Giovedì, 29 Luglio 2021
Cronaca

Vento e grandine al largo, poi il malore: pescatore muore al Civile

Tutto il lago d'Iseo ricorda il "gigante buono", il pescatore Elio Barbieri colpito da un malore mentre si trovava in barca con il fratello Enzo

L'ultimo e postumo gesto del gigante buono: Elio il pescatore sarà generoso anche dopo la morte, la sua famiglia ha infatti autorizzato l'espianto degli organi. Un malore improvviso sul suo amato 'naèt', come un'onda che taglia la barca e spezza l'inerzia di una tranquilla navigata, poi il decesso all'ospedale al Civile di Brescia: emorragia cerebrale.

Si chiamava Elio Barbieri, pescatore di 60 anni residente a Clusane d'Iseo, storico professionista del Sebino. L'altra sera era uscito in barca insieme al fratello Enzo, poi il vento e forse un po' di grandine, meglio rientrare. E invece, la tragedia: Elio piegato sulla schiena, la testa appoggiata, nessun segno di vita.

I segni invece di quell'emorragia improvvisa e maledetta, che alla fine se l'è portato via. La barca dei due fratelli è stata rimorchiata fino al Porto dei Pescatori, poi Elio è stato soccorso sul posto e accompagnato all'ospedale, dove il suo cuore ha smesso di battere.
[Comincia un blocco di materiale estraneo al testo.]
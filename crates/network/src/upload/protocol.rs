// crates/network/src/upload/protocol.rs
//! Server side of the chunked upload: check, chunk and merge calls

use super::chunk::ChunkInfo;
use super::UploadConfig;
use crate::client::{HttpClient, RequestOptions};
use crate::error::{ErrorKind, NetworkError, NetworkResult};
use crate::transport::{MultipartField, RequestBody, Verb};
use bytes::Bytes;
use courier_resilience::CancellationToken;
use serde::Deserialize;
use serde_json::json;

#[derive(Debug, Default, Deserialize)]
struct CheckBody {
    #[serde(rename = "uploadedChunks", default)]
    uploaded_chunks: Vec<usize>,
}

/// The check answer, bare or inside a `data` envelope
#[derive(Debug, Deserialize)]
#[serde(untagged)]
enum CheckResponse {
    Wrapped { data: CheckBody },
    Bare(CheckBody),
}

impl CheckResponse {
    fn into_indices(self) -> Vec<usize> {
        match self {
            CheckResponse::Wrapped { data } => data.uploaded_chunks,
            CheckResponse::Bare(body) => body.uploaded_chunks,
        }
    }
}

fn options(cancel: &CancellationToken) -> RequestOptions {
    RequestOptions::new()
        .deduplicate(false)
        .enable_cache(false)
        .cancel_token(cancel.clone())
}

/// Asks which chunk indices the server already holds for `fingerprint`
pub(crate) async fn check_uploaded_chunks(
    client: &HttpClient,
    config: &UploadConfig,
    fingerprint: &str,
    file_name: &str,
    total_chunks: usize,
    cancel: &CancellationToken,
) -> NetworkResult<Vec<usize>> {
    let body = json!({
        "taskFingerprint": fingerprint,
        "fileName": file_name,
        "totalChunks": total_chunks,
    });
    let response = client
        .post(&config.check_path, Some(body), options(cancel))
        .await?;

    if response.body.is_empty() {
        return Ok(Vec::new());
    }
    response
        .json_body::<CheckResponse>()
        .map(CheckResponse::into_indices)
        .map_err(|e| {
            NetworkError::new(ErrorKind::Unknown, format!("Invalid check response: {}", e))
                .with_status(response.status)
        })
}

/// Uploads one chunk as a multipart form
pub(crate) async fn upload_chunk(
    client: &HttpClient,
    config: &UploadConfig,
    chunk: &ChunkInfo,
    data: Bytes,
    chunk_size: u64,
    cancel: &CancellationToken,
) -> NetworkResult<()> {
    let fingerprint = chunk.fingerprint.clone().unwrap_or_default();
    let fields = vec![
        MultipartField::file("file", chunk.file_name.clone(), data),
        MultipartField::text("fileId", chunk.task_id),
        MultipartField::text("fileName", &chunk.file_name),
        MultipartField::text("fileHash", fingerprint),
        MultipartField::text("chunkIndex", chunk.index),
        MultipartField::text("totalChunks", chunk.total_chunks),
        MultipartField::text("chunkSize", chunk_size),
        MultipartField::text("fileSize", chunk.file_size),
    ];

    client
        .send(
            Verb::Post,
            &config.chunk_path,
            RequestBody::Multipart(fields),
            options(cancel),
        )
        .await
        .map(|_| ())
}

/// Asks the server to assemble the uploaded chunks
pub(crate) async fn merge(
    client: &HttpClient,
    config: &UploadConfig,
    file_id: &str,
    file_name: &str,
    fingerprint: &str,
    total_chunks: usize,
    cancel: &CancellationToken,
) -> NetworkResult<()> {
    let body = json!({
        "fileId": file_id,
        "fileName": file_name,
        "fileHash": fingerprint,
        "totalChunks": total_chunks,
    });
    client
        .post(&config.merge_path, Some(body), options(cancel))
        .await
        .map(|_| ())
}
Nel 2009 era stato tra i protagonisti di un epico salvataggio, nel 2009 e ancora sul Sebino, insieme a pescatori e abituali del porto, tutti uniti per trarre in salvo l'ultimo sopravvissuto di una barca in panne nella tempesta, che aveva scaraventato i suoi tre compagni nell'acqua, prima dispersi e poi tutti morti.